Hearts of Palm in a Type 2 Diabetes Diet
A dozen or so years ago, and thanks to my fantastical sister-in-law, I discovered the veggie known as hearts of palm after she made us a kick-ass hearts of palm salad. Not only was that my first official introduction to the veggie, but it was also a culinary realization that I loved hearts of palm!
Hearts of palm: What exactly is it?
Hearts of palm (HOP for short) is a white veggie derived from the core center of certain varieties of young palm trees. Primarily added to salads, hearts of palm stands on its own or as a side dish, and many who prefer plant-based meals use HOP as a meat substitute. Two of my favorite ways to enjoy hearts of palm: Atop linguini made from edamame or grilled with chili seasoning.
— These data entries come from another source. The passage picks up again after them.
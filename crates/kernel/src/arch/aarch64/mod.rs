// Copyright 2024-2025 Irreducible Inc.

#[cfg(target_feature = "neon")]
mod m128;
// Copyright 2023-2024 Irreducible Inc.

use cfg_if::cfg_if;

mod arch_optimal;
mod lane_utils;
pub(crate) mod portable;
mod strategies;

cfg_if! {
	if #[cfg(target_arch = "x86_64")] {
		mod x86_64;
	} else if #[cfg(target_arch = "aarch64")] {
		mod aarch64;
	}
}

pub use arch_optimal::*;
pub use strategies::*;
Those in the know describe HOP as having the texture of asparagus and tasting somewhere along the lines of artichoke and or artichoke hearts. Nutritionally speaking, HOP is low in both calories and carbs. It's also chock full of minerals and a great source of B6 and B2.1
Hearts of palm nutritional info
The nutritional breakdown for one 3.5 ounce serving:1
- Calories: 36
- Carbs: 4g
- Fiber: 4g
- Manganese: 102% of DV
- Copper: 70% DV
- Potassium: 38% of DV
- Zinc: 36% of DV
- Iron: 25% of DV
- Phosphorus: 20% DV
- Magnesium: 14% of DV
- Vitamin C: 19% of DV
- Folate: 15% of DV
Hearts of palm are loaded with polyphenol antioxidants that help fight inflammation and combat free radicals.2 Another thing that I really love about HOP - the long shelf life. No matter if you buy bottled or in a can, you can store it safely in your pantry until needed.
Are you a hearts of palm fan? If so what are your favorite ways to prepare? If you never heard of it until now, I hope you consider giving it a try and let us know what you think!